My last post asked this same question about fathers. It’s only fair to switch the genders around and ask about mothers. I’d suggest reading that other post first as it clears up some confusion that might arise about my willingness to accept science. I think of myself as a pro-science sort of person and am not making any claims at odds with the general understanding of DNA and reproduction.
So–must every child have a mother? Mostly what I would say would perfectly parallel what I said about fathers. Surely there are many children who are raised without social and/or legal mothers. This may be the result of planning by a single man or gay male couple or it may just be happenstance. I believe that a man (or men) are fully capable of raising children without mothers. And so to a large extent I’d say just what I said in that other post, just switching round men and women.
But then there is this one stark, undeniable difference between men and women and the roles they play in children’s lives. Every person is carried in utero and then born to a woman. Only women (though not all women, of course) become pregnant and give birth.
What difference does this difference make? Well, it depends on how you think a person becomes a parent. For example, if you think legal parental status should be conferred on the basis of DNA, then difference just cited makes not difference–you’d still treat men and women precisely the same. If you think parental status should be conferred on the basis of intention–who intended to create and parent this child–then again, I think the difference makes no difference–you’d treat men and women the same.

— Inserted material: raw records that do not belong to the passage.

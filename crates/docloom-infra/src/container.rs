//! Engine container wiring every service together.
//!
//! Services are generic over repository traits; the container pins them to
//! the in-memory adapters and builds each one exactly once:
//! config -> provider -> repositories -> bus -> thread service -> step
//! executor -> fan-out orchestrator -> execution service.

use std::path::Path;
use std::sync::Arc;
use std::time::Duration;

use anyhow::Context;
use docloom_core::event::bus::ProgressBus;
use docloom_core::execution::service::ExecutionService;
use docloom_core::fanout::orchestrator::FanOutOrchestrator;
use docloom_core::llm::box_provider::BoxLlmProvider;
use docloom_core::llm::retry::RetryPolicy;
use docloom_core::repository::memory::{
    InMemoryDocumentRepository, InMemoryExecutionRepository, InMemoryThreadRepository,
};
use docloom_core::step::executor::{GenerationSettings, StepExecutor};
use docloom_core::thread::service::ThreadService;
use docloom_types::config::EngineConfig;

use crate::config::load_engine_config;
use crate::llm::create_provider;

/// Concrete type aliases for the service generics pinned to infra implementations.
pub type ConcreteThreadService = ThreadService<InMemoryThreadRepository>;

pub type ConcreteStepExecutor = StepExecutor<InMemoryDocumentRepository, InMemoryThreadRepository>;

pub type ConcreteFanOutOrchestrator = FanOutOrchestrator<InMemoryDocumentRepository, InMemoryThreadRepository>;

pub type ConcreteExecutionService =
    ExecutionService<InMemoryDocumentRepository, InMemoryThreadRepository, InMemoryExecutionRepository>;

/// Shared engine state. Cloning shares every service.
#[derive(Clone)]
pub struct EngineContainer {
    pub config: Arc<EngineConfig>,
    pub documents: Arc<InMemoryDocumentRepository>,
    pub executions: Arc<InMemoryExecutionRepository>,
    pub threads: Arc<ConcreteThreadService>,
    pub bus: ProgressBus,
    pub executor: Arc<ConcreteStepExecutor>,
    pub fanout: Arc<ConcreteFanOutOrchestrator>,
    pub execution_service: Arc<ConcreteExecutionService>,
}

impl EngineContainer {
    /// Load `config_path`, install the tracing subscriber and wire services.
    ///
    /// Call once per process; a second call fails on the tracing subscriber.
    pub async fn init(config_path: &Path) -> anyhow::Result<Self> {
        let config = load_engine_config(config_path).await;
        docloom_observe::init_tracing(&config.logging)
            .map_err(|e| anyhow::anyhow!("failed to initialize tracing: {e}"))?;
        Self::from_config(config)
    }

    /// Wire services using the provider named in `config`.
    pub fn from_config(config: EngineConfig) -> anyhow::Result<Self> {
        let provider = create_provider(&config.provider)
            .with_context(|| format!("failed to create provider '{}'", config.provider.kind))?;
        Ok(Self::with_provider(config, provider))
    }

    /// Wire services around an already-built provider.
    pub fn with_provider(config: EngineConfig, provider: BoxLlmProvider) -> Self {
        let documents = Arc::new(InMemoryDocumentRepository::new());
        let executions = Arc::new(InMemoryExecutionRepository::new());
        let threads = Arc::new(ThreadService::new(InMemoryThreadRepository::new()));
        let bus = ProgressBus::new();

        let executor = Arc::new(
            StepExecutor::new(
                Arc::new(provider),
                Arc::clone(&documents),
                Arc::clone(&threads),
                bus.clone(),
                GenerationSettings::from_config(&config.provider, &config.executor),
            )
            .with_retry_policy(RetryPolicy::from(&config.retry)),
        );

        let fanout = Arc::new(FanOutOrchestrator::new(
            Arc::clone(&executor),
            Arc::clone(&threads),
            Arc::clone(&documents),
            bus.clone(),
            config.fanout.max_concurrency,
        ));

        let execution_service = Arc::new(ExecutionService::new(
            Arc::clone(&executor),
            Arc::clone(&threads),
            Arc::clone(&executions),
            Duration::from_secs(config.events.keepalive_secs),
        ));

        tracing::info!(
            provider = executor.provider_name(),
            model = %config.provider.model,
            max_retries = config.retry.max_retries,
            fanout_concurrency = config.fanout.max_concurrency,
            "engine container ready"
        );

        Self {
            config: Arc::new(config),
            documents,
            executions,
            threads,
            bus,
            executor,
            fanout,
            execution_service,
        }
    }
}
//! Prompt construction for step generation.

use docloom_types::execution::ClarificationAnswer;
use docloom_types::llm::Message;

/// Marker appended to an input document cut at the character limit.
pub const TRUNCATION_MARKER: &str = "\n[truncated]";

/// An input document reduced to what the prompt needs.
#[derive(Debug, Clone, PartialEq, Eq)]
pub struct CondensedInput {
    pub doc_type: String,
    pub title: String,
    pub content: String,
}

impl CondensedInput {
    /// Keep at most `max_chars` characters of `content`, marking the cut.
    pub fn condense(
        doc_type: impl Into<String>,
        title: impl Into<String>,
        content: &str,
        max_chars: usize,
    ) -> Self {
        let content = match content.char_indices().nth(max_chars) {
            Some((cut, _)) => format!("{}{TRUNCATION_MARKER}", &content[..cut]),
            None => content.to_string(),
        };
        Self {
            doc_type: doc_type.into(),
            title: title.into(),
            content,
        }
    }
}

/// Everything a prompt builder may draw on.
#[derive(Debug, Clone, Copy)]
pub struct PromptInput<'a> {
    pub role: &'a str,
    pub task: &'a str,
    pub output_type: &'a str,
    pub inputs: &'a [CondensedInput],
    pub context: Option<&'a serde_json::Value>,
    pub answers: &'a [ClarificationAnswer],
    pub schema: Option<&'a serde_json::Value>,
    /// Whether the model may answer with questions instead of output.
    pub allow_questions: bool,
}

#[derive(Debug, Clone)]
pub struct BuiltPrompt {
    pub system: String,
    pub messages: Vec<Message>,
}

/// Builds the system prompt and messages for one generation.
pub trait PromptBuilder: Send + Sync {
    fn build(&self, input: &PromptInput<'_>) -> BuiltPrompt;
}

/// Markdown-sectioned prompt asking for a single JSON result.
#[derive(Debug, Clone, Default)]
pub struct TemplatePromptBuilder;

impl TemplatePromptBuilder {
    pub fn new() -> Self {
        Self
    }

    fn system_prompt(input: &PromptInput<'_>) -> String {
        let mut system = format!(
            "You are a {role}. Produce the `{output}` document.\n\
             Respond with a single JSON value and nothing else.",
            role = input.role,
            output = input.output_type,
        );
        if let Some(schema) = input.schema {
            system.push_str("\nThe JSON must conform to this schema:\n");
            system.push_str(&serde_json::to_string_pretty(schema).unwrap_or_default());
        }
        if input.allow_questions {
            system.push_str(
                "\nIf essential information is missing, reply only with the questions you need answered.",
            );
        } else {
            system.push_str("\nDo not ask questions. Make reasonable assumptions and state them in the output.");
        }
        system
    }

    fn user_prompt(input: &PromptInput<'_>) -> String {
        let mut user = format!("## Task\n{}\n", input.task);

        if !input.inputs.is_empty() {
            user.push_str("\n## Inputs\n");
            for doc in input.inputs {
                user.push_str(&format!("\n### {} ({})\n{}\n", doc.title, doc.doc_type, doc.content));
            }
        }

        if let Some(context) = input.context.filter(|c| !c.is_null()) {
            user.push_str("\n## Additional context\n");
            match context {
                serde_json::Value::String(s) => user.push_str(s),
                other => user.push_str(&serde_json::to_string_pretty(other).unwrap_or_default()),
            }
            user.push('\n');
        }

        if !input.answers.is_empty() {
            user.push_str("\n## Answers to your questions\n");
            for answer in input.answers {
                user.push_str(&format!("Q: {}\nA: {}\n", answer.question, answer.answer));
            }
        }
        user
    }
}

impl PromptBuilder for TemplatePromptBuilder {
    fn build(&self, input: &PromptInput<'_>) -> BuiltPrompt {
        BuiltPrompt {
            system: Self::system_prompt(input),
            messages: vec![Message::user(Self::user_prompt(input))],
        }
    }
}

But I don’t accept the genetic link and I’m at best a wavering supporter of intention. If you’ve read this for a while you’ll know that I’m generally supportive of something like recognition of de facto or functional parents. (Use the tags in the tag cloud if you want to poke around under those topics.) And from this point of view, I think pregnancy very likely matters.
It seems to me that a woman who is pregnant has an ongoing relationship with the soon-to-be child that is clearly parent-like. All the needs of the developing fetus are met, 24/7, for nine months. Thus, when a woman gives birth, she is a mother of that child. And so yes, every child must have a mother.
Do I want to say this? Do I want to revise my view before doing so? There are obviously implications for surrogacy here. It doesn’t necessarily mean surrogacy is impossible or impermissible, it just means that the surrogate is in a much stronger legal position than she is in many states today. (I don’t raise this because I think everything should be decided by considering it’s impact on surrogacy, but rather because there’s an obvious impact there.)